PEMERINTAH Desa (Pemdes) Cidadap, Kecamatan Cingambul, Kabupaten Majalengka, menyambut baik informasi bebasnya Eti Ruhaeti binti Yoyib dari hukuman mati di Arab Saudi. Kepala Desa Cidadap, Kapiyudin berterima kasih kepada pemerintah Indonesia melalui Kedutaan Besar Republik Indonesia (KBRI) di Saudi Arabia yang berupaya maksimal bernegosiasi dengan kerajaan Arab Saudi.

“Alhamdulillah ini merupakan kabar baik bagi keluarga dan masyarakat Cidadap khususnya. 19 tahun pemeritah Indonesia telah berjuang membebaskan Eti yang terancam hukuman mati. Dan akhirnya bisa dibatalkan,” kata Kapiyudin dihubungi Radar Majalengka melalui telepon selulernya, Senin (15/7).

Kapiyudin berharap setelah proses pembebasan Eti rampung, warga RT 02 RW 01 itu bisa segera diproses administrasi untuk pemulangan oleh pemerintah Indonesia. Sehingga Eti bisa berkumpul bersama keluarga di kampung halaman.

Jangka waktu 19 tahun merupakan waktu yang sangat lama untuk membebaskan Eti Ruhaeti. Disinggung apakah akan ada syukuran dalam menyambut kepulangan pahlawan devisa tersebut, Kapiyudin mengaku belum bisa berbicara banyak soal itu.

Baca:

Kepulangan Eti Ruhaeti dari saudi tunggu Administrasi

Mengira Eti Sudah Dieksekusi Mati, Keluarga Sempat Gelar Pernah Tahlilan

Bebas dari Hukuman Mati di Arab Saudi, TKI asal Majalengka Ditebus Rp15,2 Miliar

“Kita tidak memikirkan itu dulu. Yang terpenting dia (Eti, red) bisa selamat dan kembali ke kampung halamannya. Ya mungkin saja kita akan gelar syukuran sebagai bentuk rasa syukur atas kebebasan Eti yang 19 tahun ditahan di Saudi Arabia,” tukas Kapiyudin.

Sementara itu, pihak keluarga Eti mengaku belum mengetahui secara pasti apakah benar anggota keluarganya itu dibebaskan dari hukuman pancung.

“Alhamdulillah gembira kalau sudah benar dibebaskan. Semoga cepat pulang berkumpul kembali dengan keluarga. Apalagi jika pulang, bisa menyaksikan anaknya menikah,” ungkap bibi Eti, Muriah didampingi kakak ipar Eti, Misnan.

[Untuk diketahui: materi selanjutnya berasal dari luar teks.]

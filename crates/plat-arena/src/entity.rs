//! Zero-copy views over committed entity records.

use crate::area::Area;
use crate::collection::Collection;
use crate::item::{self, ItemRef};
use crate::tags::TagsRef;
use plat_core::{ItemKind, Location, Member, NodeRef, ObjectId, Timestamp};

/// Width of the object head shared by every entity kind: id, version,
/// and timestamp.
pub(crate) const HEAD_SIZE: usize = 16;

pub(crate) fn head_id(item: ItemRef<'_>) -> ObjectId {
    ObjectId(item::read_i64_at(item.payload(), 0))
}

pub(crate) fn head_version(item: ItemRef<'_>) -> u32 {
    item::read_u32_at(item.payload(), 8)
}

pub(crate) fn head_timestamp(item: ItemRef<'_>) -> Timestamp {
    Timestamp(item::read_u32_at(item.payload(), 12))
}

/// Iterate the nested records that follow an entity's head.
pub(crate) fn sub_items(item: ItemRef<'_>) -> SubItems<'_> {
    SubItems {
        region: &item.payload()[head_width(item.kind())..],
        pos: 0,
    }
}

/// First nested record of the given kind, if present.
pub(crate) fn find_sub_item(item: ItemRef<'_>, kind: ItemKind) -> Option<ItemRef<'_>> {
    sub_items(item).find(|sub| sub.kind() == kind)
}

pub(crate) fn head_tags(item: ItemRef<'_>) -> TagsRef<'_> {
    match find_sub_item(item, ItemKind::TagList) {
        Some(sub) => TagsRef::new(sub),
        None => TagsRef::empty(),
    }
}

/// Bytes of fixed payload before the nested records begin.
fn head_width(kind: ItemKind) -> usize {
    match kind {
        // A node carries its location directly after the head.
        ItemKind::Node => HEAD_SIZE + 8,
        _ => HEAD_SIZE,
    }
}

/// Iterator over the nested records inside an entity payload.
pub(crate) struct SubItems<'a> {
    region: &'a [u8],
    pos: usize,
}

impl<'a> Iterator for SubItems<'a> {
    type Item = ItemRef<'a>;

    fn next(&mut self) -> Option<ItemRef<'a>> {
        if self.pos == self.region.len() {
            return None;
        }
        let (sub, next) = item::split_item(self.region, self.pos);
        self.pos = next;
        Some(sub)
    }
}

/// A point feature with a location.
#[derive(Clone, Copy, Debug)]
pub struct Node<'a> {
    item: ItemRef<'a>,
}

impl<'a> Node<'a> {
    pub(crate) fn new(item: ItemRef<'a>) -> Self {
        debug_assert_eq!(item.kind(), ItemKind::Node);
        Self { item }
    }

    /// The node's id.
    pub fn id(&self) -> ObjectId {
        head_id(self.item)
    }

    /// The node's version.
    pub fn version(&self) -> u32 {
        head_version(self.item)
    }

    /// The node's timestamp.
    pub fn timestamp(&self) -> Timestamp {
        head_timestamp(self.item)
    }

    /// The node's location, possibly undefined.
    pub fn location(&self) -> Location {
        let payload = self.item.payload();
        Location::new(
            item::read_i32_at(payload, HEAD_SIZE),
            item::read_i32_at(payload, HEAD_SIZE + 4),
        )
    }

    /// The node's tags.
    pub fn tags(&self) -> TagsRef<'a> {
        head_tags(self.item)
    }
}

/// An ordered sequence of node references.
#[derive(Clone, Copy, Debug)]
pub struct Way<'a> {
    item: ItemRef<'a>,
}

impl<'a> Way<'a> {
    pub(crate) fn new(item: ItemRef<'a>) -> Self {
        debug_assert_eq!(item.kind(), ItemKind::Way);
        Self { item }
    }

    /// The way's id.
    pub fn id(&self) -> ObjectId {
        head_id(self.item)
    }

    /// The way's version.
    pub fn version(&self) -> u32 {
        head_version(self.item)
    }

    /// The way's timestamp.
    pub fn timestamp(&self) -> Timestamp {
        head_timestamp(self.item)
    }

    /// The way's tags.
    pub fn tags(&self) -> TagsRef<'a> {
        head_tags(self.item)
    }

    /// The node references, in document order.
    ///
    /// Builders always write the node list, so its absence means the
    /// record bytes are corrupt.
    pub fn nodes(&self) -> Collection<'a, NodeRef> {
        let sub = find_sub_item(self.item, ItemKind::WayNodeList)
            .unwrap_or_else(|| panic!("corrupt arena: way record without a node list"));
        Collection::new(sub)
    }
}

/// A grouping of member references.
#[derive(Clone, Copy, Debug)]
pub struct Relation<'a> {
    item: ItemRef<'a>,
}

impl<'a> Relation<'a> {
    pub(crate) fn new(item: ItemRef<'a>) -> Self {
        debug_assert_eq!(item.kind(), ItemKind::Relation);
        Self { item }
    }

    /// The relation's id.
    pub fn id(&self) -> ObjectId {
        head_id(self.item)
    }

    /// The relation's version.
    pub fn version(&self) -> u32 {
        head_version(self.item)
    }

    /// The relation's timestamp.
    pub fn timestamp(&self) -> Timestamp {
        head_timestamp(self.item)
    }

    /// The relation's tags.
    pub fn tags(&self) -> TagsRef<'a> {
        head_tags(self.item)
    }

    /// The members, in document order.
    pub fn members(&self) -> Collection<'a, Member> {
        let sub = find_sub_item(self.item, ItemKind::MemberList)
            .unwrap_or_else(|| panic!("corrupt arena: relation record without a member list"));
        Collection::new(sub)
    }
}

/// An edit-session record.
#[derive(Clone, Copy, Debug)]
pub struct Changeset<'a> {
    item: ItemRef<'a>,
}

impl<'a> Changeset<'a> {
    pub(crate) fn new(item: ItemRef<'a>) -> Self {
        debug_assert_eq!(item.kind(), ItemKind::Changeset);
        Self { item }
    }

    /// The changeset's id.
    pub fn id(&self) -> ObjectId {
        head_id(self.item)
    }

    /// The changeset's version.
    pub fn version(&self) -> u32 {
        head_version(self.item)
    }

    /// The changeset's creation timestamp.
    pub fn timestamp(&self) -> Timestamp {
        head_timestamp(self.item)
    }

    /// The changeset's tags.
    pub fn tags(&self) -> TagsRef<'a> {
        head_tags(self.item)
    }
}

/// A typed view of any top-level entity record.
///
/// This is the closed set of things a buffer can hold at its top
/// level; matching on it replaces downcasting from a common object
/// base.
#[derive(Clone, Copy, Debug)]
pub enum EntityRef<'a> {
    /// A point feature.
    Node(Node<'a>),
    /// An ordered sequence of node references.
    Way(Way<'a>),
    /// A grouping of member references.
    Relation(Relation<'a>),
    /// An edit-session record.
    Changeset(Changeset<'a>),
    /// An assembled polygon.
    Area(Area<'a>),
}

impl<'a> EntityRef<'a> {
    /// Wrap a raw record in its typed view. Returns `None` for nested
    /// record kinds, which never appear at the top level of a
    /// well-formed arena.
    pub fn from_item(item: ItemRef<'a>) -> Option<Self> {
        match item.kind() {
            ItemKind::Node => Some(Self::Node(Node::new(item))),
            ItemKind::Way => Some(Self::Way(Way::new(item))),
            ItemKind::Relation => Some(Self::Relation(Relation::new(item))),
            ItemKind::Changeset => Some(Self::Changeset(Changeset::new(item))),
            ItemKind::Area => Some(Self::Area(Area::new(item))),
            _ => None,
        }
    }

    /// The entity's kind tag.
    pub fn kind(&self) -> ItemKind {
        match self {
            Self::Node(_) => ItemKind::Node,
            Self::Way(_) => ItemKind::Way,
            Self::Relation(_) => ItemKind::Relation,
            Self::Changeset(_) => ItemKind::Changeset,
            Self::Area(_) => ItemKind::Area,
        }
    }

    /// The entity's id.
    pub fn id(&self) -> ObjectId {
        match self {
            Self::Node(n) => n.id(),
            Self::Way(w) => w.id(),
            Self::Relation(r) => r.id(),
            Self::Changeset(c) => c.id(),
            Self::Area(a) => a.id(),
        }
    }

    /// The entity's version.
    pub fn version(&self) -> u32 {
        match self {
            Self::Node(n) => n.version(),
            Self::Way(w) => w.version(),
            Self::Relation(r) => r.version(),
            Self::Changeset(c) => c.version(),
            Self::Area(a) => a.version(),
        }
    }

    /// The entity's timestamp.
    pub fn timestamp(&self) -> Timestamp {
        match self {
            Self::Node(n) => n.timestamp(),
            Self::Way(w) => w.timestamp(),
            Self::Relation(r) => r.timestamp(),
            Self::Changeset(c) => c.timestamp(),
            Self::Area(a) => a.timestamp(),
        }
    }

    /// The entity's tags.
    pub fn tags(&self) -> TagsRef<'a> {
        match self {
            Self::Node(n) => n.tags(),
            Self::Way(w) => w.tags(),
            Self::Relation(r) => r.tags(),
            Self::Changeset(c) => c.tags(),
            Self::Area(a) => a.tags(),
        }
    }
}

Menurut Misnan, kabar pembebasan dan kepulangan ini sudah dinanti sejak lama. Sebab akhir tahun 2018 tepatnya Sabtu 3 September lalu. Kedutaan Besar RI untuk Arab Saudi Agus Maftuh pernah berkunjung ke rumah kakak kandung Eti, Engkoy. Kala itu, pihak kedutaan memberi kabar jika pihaknya tengah berupaya membebaskan Eti dengan melakukan penggalangan dana yang dilakukan Nahdlatul Ulama (NU).